Saturday, April 25, 2015

Shime Saba Hoe Naengmyeon










     Chilled Buckwheat Noodles with Korean Pear and Red Chile Sauce with Pickled Mackerel!  
     The red color of the sauce does not come from tomatoes.  It comes from mild red chile peppers!  Chile peppers and fruit are a classic Native American flavor combination.  After the colombian exchange, chile peppers became a big part of Korean cuisine.  It did not take Korean chefs much time to figure out that Korean Pears taste great with mild red chile peppers.  The chilled Korean Pear and red chile pepper sauce (gochujang) buckwheat noodle dish was an instant classic!
     Hoe Naengmyeon is chilled buckwheat noodles and marinated fish tossed with Korean Pear & Gochujang Sauce.  The Gochujang red chile sauce can be mild or moderately spicy hot.  The marinated fish choice is usually skate, but dried pickled squid is another popular choice.  Many food historians say that Japanese Shime Saba has its origins in Korea, so it too is a good choice for making Hoe Naengmyeon.      

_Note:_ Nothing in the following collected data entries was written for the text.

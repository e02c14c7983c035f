use std::fs::{File, OpenOptions};
use std::io::{self, Stdout};

use anyhow::Result;
use slog::{b, o, Drain, Level, Record};
use slog_logfmt::Logfmt;

use mqrelay_conf::logging::{Log, To};

pub use slog::Logger;

/// Installs the slog backend behind the `log` facade. Called once at
/// startup; everything else in the process logs through `log::...!`.
pub fn logger_init(cfg: &Log) -> Result<()> {
    let logger = config_logger(cfg.filename.clone(), cfg.to, cfg.level);
    log::set_boxed_logger(Box::new(LoggerEx(logger)))?;
    log::set_max_level(slog_log_to_level(cfg.level).to_level_filter());
    Ok(())
}

struct LoggerEx(Logger);

impl log::Log for LoggerEx {
    fn enabled(&self, _metadata: &log::Metadata) -> bool {
        true
    }

    fn log(&self, r: &log::Record) {
        let level = log_to_slog_level(r.metadata().level());
        let args = r.args();
        let target = r.target();
        let location = &record_as_location(r);
        let s = slog::RecordStatic { location, level, tag: target };

        self.0.log(&slog::Record::new(&s, args, b!()))
    }

    fn flush(&self) {}
}

fn log_to_slog_level(level: log::Level) -> Level {
    match level {
        log::Level::Trace => Level::Trace,
        log::Level::Debug => Level::Debug,
        log::Level::Info => Level::Info,
        log::Level::Warn => Level::Warning,
        log::Level::Error => Level::Error,
    }
}

fn slog_log_to_level(level: Level) -> log::Level {
    match level {
        Level::Trace => log::Level::Trace,
        Level::Debug => log::Level::Debug,
        Level::Info => log::Level::Info,
        Level::Warning => log::Level::Warn,
        Level::Error => log::Level::Error,
        Level::Critical => log::Level::Error,
    }
}

fn record_as_location(r: &log::Record) -> slog::RecordLocation {
    let module = r.module_path_static().unwrap_or("<unknown>");
    let file = r.file_static().unwrap_or("<unknown>");
    let line = r.line().unwrap_or_default();

    slog::RecordLocation { file, line, column: 0, function: "", module }
}

pub fn config_logger(filename: String, to: To, level: Level) -> Logger {
    let drain = Logfmt::new(WriteFilter::new(filename, to))
        .set_prefix(move |io: &mut dyn io::Write, rec: &Record| -> slog::Result {
            write!(
                io,
                "{date} {level_str} {module}.{line} | {msg}\t",
                date = chrono::Local::now().format("%Y-%m-%d %H:%M:%S%.3f"),
                level_str = rec.level().as_short_str(),
                msg = rec.msg(),
                line = rec.line(),
                module = rec.module(),
            )?;

            Ok(())
        })
        .build()
        .fuse();

    let drain = LevelFilter { drain, level }.fuse();

    let drain = slog_async::Async::new(drain)
        .chan_size(4096 * 4)
        .overflow_strategy(slog_async::OverflowStrategy::DropAndReport)
        .build()
        .fuse();

    Logger::root(drain, o!())
}

struct LevelFilter<D> {
    drain: D,
    level: Level,
}

impl<D> Drain for LevelFilter<D>
where
    D: Drain,
{
    type Ok = Option<D::Ok>;
    type Err = Option<D::Err>;

    fn log(
        &self,
        record: &slog::Record,
        values: &slog::OwnedKVList,
    ) -> std::result::Result<Self::Ok, Self::Err> {
        if record.level().is_at_least(self.level) {
            self.drain.log(record, values).map(Some).map_err(Some)
        } else {
            Ok(None)
        }
    }
}

struct WriteFilter {
    filename: String,
    to: To,

    file: Option<File>,
    console: Stdout,
}

impl WriteFilter {
    fn new(filename: String, to: To) -> Self {
        Self { filename, to, file: None, console: io::stdout() }
    }

    fn file(&mut self) -> io::Result<&File> {
        if self.file.is_none() {
            self.file = Some(open_file(&self.filename)?);
        }
        match self.file.as_ref() {
            Some(file) => Ok(file),
            None => Err(io::Error::other("log file unavailable")),
        }
    }
}

impl io::Write for WriteFilter {
    fn write(&mut self, buf: &[u8]) -> io::Result<usize> {
        let n = match self.to {
            To::Console => self.console.write(buf)?,
            To::File => self.file()?.write(buf)?,
            To::Both => {
                let _ = self.console.write(buf)?;
                self.file()?.write(buf)?
            }
            To::Off => buf.len(),
        };
        Ok(n)
    }

    fn flush(&mut self) -> io::Result<()> {
        match self.to {
            To::Console => self.console.flush()?,
            To::File => self.file()?.flush()?,
            To::Both => {
                self.console.flush()?;
                self.file()?.flush()?;
            }
            To::Off => {}
        };
        Ok(())
    }
}

fn open_file(filename: &str) -> io::Result<File> {
    OpenOptions::new().create(true).append(true).open(filename)
}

     Shime Saba is made with a few varieties of mackerel.  For those who have never caught wild mackerel and eaten the mackerel in the same day, it is hard to describe how good fresh mackerel tastes.  After mackerel sits for 12 hours or more on ice, the color of the meat becomes opaque and the meat becomes oily.  Mackerel spoils quickly.  Mackerel also travel through tropical waters, so parasitic pathogens render mackerel unsafe to be served raw.  
     Shime Saba is the name for mackerel that are lightly pickled the same day they are caught.  Shime Saba actually looks like fresh caught mackerel!  Fresh mackerel are heavily salted for a while, then the salt is rinsed off with sweet rice vinegar.  This process produces a nice clean fresh pickled mackerel flavor and it makes mackerel safe to be served as sushi.  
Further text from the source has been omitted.